Stored data entries:
————————

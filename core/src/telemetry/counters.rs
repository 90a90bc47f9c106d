//! telemetry/counters.rs
//! Mutable counters collected while a stream is encoded or decoded.
//!
//! Converted into an immutable `TelemetrySnapshot` at stream end.

use std::ops::AddAssign;

use serde::{Deserialize, Serialize};

use crate::stream::framing::FrameType;

/// Deterministic counters collected during stream processing
#[derive(Default, Clone, Debug, PartialEq, Eq, Serialize, Deserialize)]
pub struct TelemetryCounters {
    pub frames_initial: u64,
    pub frames_resolve: u64,
    pub frames_reject: u64,
    /// Blank lines the decoder skipped.
    pub frames_skipped: u64,
    /// Fragments written or read, alias fragments included.
    pub fragments: u64,
    /// Settlements sent as `["Z",k]` instead of new fragments.
    pub aliases: u64,
    /// Line bytes including terminators.
    pub bytes: u64,
}

impl TelemetryCounters {
    /// Record the initial frame.
    ///
    /// - `line_len`: encoded line length including the terminator
    /// - `fragments`: fragments carried (0 for a bare sentinel)
    pub fn add_initial(&mut self, line_len: usize, fragments: usize) {
        self.frames_initial += 1;
        self.bytes += line_len as u64;
        self.fragments += fragments as u64;
    }

    /// Record one settlement frame.
    pub fn add_settlement(&mut self, frame_type: FrameType, line_len: usize, fragments: usize) {
        match frame_type {
            FrameType::Resolve => self.frames_resolve += 1,
            FrameType::Reject => self.frames_reject += 1,
        }
        self.bytes += line_len as u64;
        self.fragments += fragments as u64;
    }

    pub fn add_alias(&mut self) {
        self.aliases += 1;
    }

    pub fn add_skipped(&mut self, line_len: usize) {
        self.frames_skipped += 1;
        self.bytes += line_len as u64;
    }

    pub fn settlements(&self) -> u64 {
        self.frames_resolve + self.frames_reject
    }

    pub fn total_frames(&self) -> u64 {
        self.frames_initial + self.settlements()
    }

    pub fn merge(&mut self, other: &TelemetryCounters) {
        self.frames_initial += other.frames_initial;
        self.frames_resolve += other.frames_resolve;
        self.frames_reject += other.frames_reject;
        self.frames_skipped += other.frames_skipped;
        self.fragments += other.fragments;
        self.aliases += other.aliases;
        self.bytes += other.bytes;
    }
}

impl AddAssign for TelemetryCounters {
    fn add_assign(&mut self, rhs: Self) {
        self.merge(&rhs);
    }
}
//! value/eq.rs
//! Structural equality and debug output for value graphs.
//!
//! Both walk graphs that may contain cycles. Equality assumes a pair of nodes
//! already under comparison is equal (coinductive); debug output prints
//! `[Circular]` for a node already on the current path.

use std::collections::HashSet;
use std::fmt;

use crate::value::types::{Node, Object, Value};

impl PartialEq for Value {
    fn eq(&self, other: &Value) -> bool {
        let mut seen = HashSet::new();
        eq_with(self, other, &mut seen)
    }
}

/// Numbers compare by value except that NaN equals NaN and the two zeros
/// differ, matching what the wire can distinguish.
fn number_eq(a: f64, b: f64) -> bool {
    if a.is_nan() || b.is_nan() {
        return a.is_nan() && b.is_nan();
    }
    a == b && a.is_sign_negative() == b.is_sign_negative()
}

fn eq_with(a: &Value, b: &Value, seen: &mut HashSet<(usize, usize)>) -> bool {
    match (a, b) {
        (Value::Undefined, Value::Undefined) | (Value::Null, Value::Null) => true,
        (Value::Bool(x), Value::Bool(y)) => x == y,
        (Value::Number(x), Value::Number(y)) => number_eq(*x, *y),
        (Value::BigInt(x), Value::BigInt(y)) => x == y,
        (Value::String(x), Value::String(y)) => x == y,
        (Value::Symbol(x), Value::Symbol(y)) => x == y,
        (Value::Date(x), Value::Date(y)) => x == y,
        (Value::RegExp(x), Value::RegExp(y)) => x == y,
        (Value::Url(x), Value::Url(y)) => x == y,
        (Value::Error(x), Value::Error(y)) => x == y,
        (Value::Deferred(x), Value::Deferred(y)) => x.ptr_eq(y),
        (Value::Opaque(x), Value::Opaque(y)) => x.ptr_eq(y),
        (Value::Array(x), Value::Array(y)) | (Value::Set(x), Value::Set(y)) => {
            nodes_eq(x, y, seen, |xs, ys, seen| seq_eq(&xs, &ys, seen))
        }
        (Value::Object(x), Value::Object(y)) => nodes_eq(x, y, seen, object_eq),
        (Value::Map(x), Value::Map(y)) => nodes_eq(x, y, seen, |xs, ys, seen| {
            xs.len() == ys.len()
                && xs
                    .iter()
                    .zip(ys.iter())
                    .all(|((xk, xv), (yk, yv))| eq_with(xk, yk, seen) && eq_with(xv, yv, seen))
        }),
        _ => false,
    }
}

fn nodes_eq<T, F>(x: &Node<T>, y: &Node<T>, seen: &mut HashSet<(usize, usize)>, compare: F) -> bool
where
    T: Clone,
    F: FnOnce(T, T, &mut HashSet<(usize, usize)>) -> bool,
{
    if x.ptr_eq(y) {
        return true;
    }
    if !seen.insert((x.addr(), y.addr())) {
        return true;
    }
    compare(x.snapshot(), y.snapshot(), seen)
}

fn seq_eq(xs: &[Value], ys: &[Value], seen: &mut HashSet<(usize, usize)>) -> bool {
    xs.len() == ys.len() && xs.iter().zip(ys).all(|(x, y)| eq_with(x, y, seen))
}

// Field order is not significant for equality.
fn object_eq(xs: Object, ys: Object, seen: &mut HashSet<(usize, usize)>) -> bool {
    xs.len() == ys.len()
        && xs
            .iter()
            .all(|(k, xv)| ys.get(k).is_some_and(|yv| eq_with(xv, yv, seen)))
}

impl fmt::Debug for Value {
    fn fmt(&self, f: &mut fmt::Formatter<'_>) -> fmt::Result {
        let mut path = Vec::new();
        debug_value(self, f, &mut path)
    }
}

fn debug_value(value: &Value, f: &mut fmt::Formatter<'_>, path: &mut Vec<usize>) -> fmt::Result {
    match value {
        Value::Undefined => f.write_str("undefined"),
        Value::Null => f.write_str("null"),
        Value::Bool(b) => write!(f, "{b}"),
        Value::Number(n) => write!(f, "{n:?}"),
        Value::BigInt(i) => write!(f, "{i}n"),
        Value::String(s) => write!(f, "{s:?}"),
        Value::Symbol(k) => write!(f, "Symbol({k:?})"),
        Value::Date(d) => write!(f, "Date({})", d.to_rfc3339()),
        Value::RegExp(r) => write!(f, "/{}/{}", r.source, r.flags),
        Value::Url(u) => write!(f, "Url({u})"),
        Value::Error(e) => write!(f, "{}({:?})", e.name, e.message),
        Value::Deferred(d) => write!(f, "{d:?}"),
        Value::Opaque(o) => write!(f, "{o:?}"),
        Value::Array(node) => debug_node(node, f, path, |items, f, path| {
            f.write_str("[")?;
            debug_seq(&items, f, path)?;
            f.write_str("]")
        }),
        Value::Set(node) => debug_node(node, f, path, |items, f, path| {
            f.write_str("Set {")?;
            debug_seq(&items, f, path)?;
            f.write_str("}")
        }),
        Value::Object(node) => debug_node(node, f, path, |object, f, path| {
            f.write_str("{")?;
            for (i, (k, v)) in object.iter().enumerate() {
                if i > 0 {
                    f.write_str(", ")?;
                }
                write!(f, "{k}: ")?;
                debug_value(v, f, path)?;
            }
            f.write_str("}")
        }),
        Value::Map(node) => debug_node(node, f, path, |entries, f, path| {
            f.write_str("Map {")?;
            for (i, (k, v)) in entries.iter().enumerate() {
                if i > 0 {
                    f.write_str(", ")?;
                }
                debug_value(k, f, path)?;
                f.write_str(" => ")?;
                debug_value(v, f, path)?;
            }
            f.write_str("}")
        }),
    }
}

fn debug_node<T, F>(node: &Node<T>, f: &mut fmt::Formatter<'_>, path: &mut Vec<usize>, body: F) -> fmt::Result
where
    T: Clone,
    F: FnOnce(T, &mut fmt::Formatter<'_>, &mut Vec<usize>) -> fmt::Result,
{
    let addr = node.addr();
    if path.contains(&addr) {
        return f.write_str("[Circular]");
    }
    path.push(addr);
    let result = body(node.snapshot(), f, path);
    path.pop();
    result
}

fn debug_seq(items: &[Value], f: &mut fmt::Formatter<'_>, path: &mut Vec<usize>) -> fmt::Result {
    for (i, item) in items.iter().enumerate() {
        if i > 0 {
            f.write_str(", ")?;
        }
        debug_value(item, f, path)?;
    }
    Ok(())
}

————————

→ TRY IT: Given the records above, return exactly the lines starting at the line containing "FrameType::Resolve => self.frames_resolve" and ending at the line containing "pub fn total_frames(&self)", including both.

→ RESPONSE:
            FrameType::Resolve => self.frames_resolve += 1,
            FrameType::Reject => self.frames_reject += 1,
        }
        self.bytes += line_len as u64;
        self.fragments += fragments as u64;
    }

    pub fn add_alias(&mut self) {
        self.aliases += 1;
    }

    pub fn add_skipped(&mut self, line_len: usize) {
        self.frames_skipped += 1;
        self.bytes += line_len as u64;
    }

    pub fn settlements(&self) -> u64 {
        self.frames_resolve + self.frames_reject
    }

    pub fn total_frames(&self) -> u64 {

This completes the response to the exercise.